A temporary deal that delays some hard decisions could reduce business and consumer confidence. It would also mean:

• Extended unemployment benefits would end for 2 million people. The federal government’s program pays for about 32 weeks of extra benefits, on average, on top of the 26 weeks most states provide. Weekly unemployment checks average about $320 nationwide.

• The stock market probably would drop, though maybe not by much. Many Wall Street analysts expect a partial deal of some kind.

“There is starting to become a little bit of an acceptance that we fall off the fiscal cliff,” said J.J. Kinahan, a strategist for TD Ameritrade.

• The expiration of the Social Security tax cut and the end of emergency unemployment benefits likely would shave 0.7 percentage point off economic growth next year, the CBO estimates. The economy is now growing at about a 2 percent annual pace.

If no deal at all was reached by January and budget talks dragged on, many businesses might put off investment or hiring. That’s why most economists say it would be crucial to reach a deal within roughly the first two months of 2013.

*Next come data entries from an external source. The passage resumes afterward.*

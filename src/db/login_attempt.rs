//! Append-only login audit log.

use async_trait::async_trait;
use sqlx::sqlite::SqlitePool;

use super::unix_to_sql;
use crate::auth::{AuditLog, LoginAttempt, StoreError};

/// A stored login attempt.
#[derive(Debug, Clone, PartialEq, Eq)]
pub struct LoginAttemptRecord {
    pub id: i64,
    pub attempt: LoginAttempt,
}

#[derive(sqlx::FromRow)]
struct LoginAttemptRow {
    id: i64,
    email: String,
    ip_address: String,
    success: i32,
    attempted_at: i64,
}

impl From<LoginAttemptRow> for LoginAttemptRecord {
    fn from(row: LoginAttemptRow) -> Self {
        Self {
            id: row.id,
            attempt: LoginAttempt {
                identity: row.email,
                origin: row.ip_address,
                success: row.success != 0,
                attempted_at: row.attempted_at.max(0) as u64,
            },
        }
    }
}

#[derive(Clone)]
pub struct LoginAttemptStore {
    pool: SqlitePool,
}

impl LoginAttemptStore {
    pub fn new(pool: SqlitePool) -> Self {
        Self { pool }
    }

    /// Append an attempt. Returns its row ID.
    pub async fn append(&self, attempt: &LoginAttempt) -> Result<i64, sqlx::Error> {
        let result = sqlx::query(
            "INSERT INTO login_attempts (email, ip_address, success, attempted_at) VALUES (?, ?, ?, ?)",
        )
        .bind(&attempt.identity)
        .bind(&attempt.origin)
        .bind(i32::from(attempt.success))
        .bind(unix_to_sql(attempt.attempted_at)?)
        .execute(&self.pool)
        .await?;
        Ok(result.last_insert_rowid())
    }

    /// All attempts for an email, oldest first.
    pub async fn list_by_email(&self, email: &str) -> Result<Vec<LoginAttemptRecord>, sqlx::Error> {
        let rows: Vec<LoginAttemptRow> = sqlx::query_as(
            "SELECT id, email, ip_address, success, attempted_at FROM login_attempts WHERE email = ? ORDER BY id",
        )
        .bind(email)
        .fetch_all(&self.pool)
        .await?;
        Ok(rows.into_iter().map(LoginAttemptRecord::from).collect())
    }

    /// Number of failed attempts for an email at or after `since`.
    pub async fn count_failures_since(&self, email: &str, since: u64) -> Result<i64, sqlx::Error> {
        let count: (i64,) = sqlx::query_as(
            "SELECT COUNT(*) FROM login_attempts WHERE email = ? AND success = 0 AND attempted_at >= ?",
        )
        .bind(email)
        .bind(unix_to_sql(since)?)
        .fetch_one(&self.pool)
        .await?;
        Ok(count.0)
    }
}

#[async_trait]
impl AuditLog for LoginAttemptStore {
    async fn record(&self, attempt: &LoginAttempt) -> Result<(), StoreError> {
        self.append(attempt).await?;
        Ok(())
    }
}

In addition, many more people would be affected if something called the alternative minimum tax isn’t fixed.

The financially painful AMT was designed to prevent rich people from exploiting loopholes and deductions to avoid any income tax. But the AMT wasn’t indexed for inflation, so it increasingly has threatened middle-income taxpayers. Congress has acted each year for a decade to prevent the AMT from hitting many more people.

If it isn’t fixed again, roughly 33 million taxpayers, including married couples with income as low as $45,000 — down from $74,450 in 2011 — could face the AMT. Previously, only 5 million taxpayers had to pay it. Taxpayers subject to the AMT must calculate their tax under both the regular system and the AMT and pay the larger amount. Without a fix, a middle-income household would pay an average of $1,231 more, according to the Tax Policy Center.

The IRS has said it assumes Congress and the White House will fix the AMT in a deal to avoid the cliff. If they don’t, the IRS will need weeks to reprogram computers and make other adjustments. In the meantime, about 100 million taxpayers couldn’t file tax returns early next year because they couldn’t determine whether they owe the AMT. Refunds would be delayed.

The gravest scenario would be if the budget talks collapsed and the tax increases and spending cuts appeared to be permanent.

In that case, Macroeconomic Advisors warns that the Dow could plunge up to 2,000 points within days. Businesses would turn gloomier in anticipation of Americans paying higher taxes and spending less.

The economy would shrink at an annual rate of 0.6 percent in the first three months of 2013, estimates Joel Prakken, an economist at Macroeconomic Advisors. That figure compares with an estimated 1.9 percent growth rate if a deal is reached. CBO forecasts that the unemployment rate would rise to 9.1 percent from the current 7.7 percent.

Last week, Mr. Obama and House Speaker John A. Boehner, Ohio Republican, narrowed their differences on income tax increases and spending cuts. But with the two sides deadlocked, Mr. Boehner scheduled a vote on a bill to prevent taxes from rising on those earning less than $1 million a year. Opposition from anti-tax conservatives, and Democrats, forced him to cancel the vote.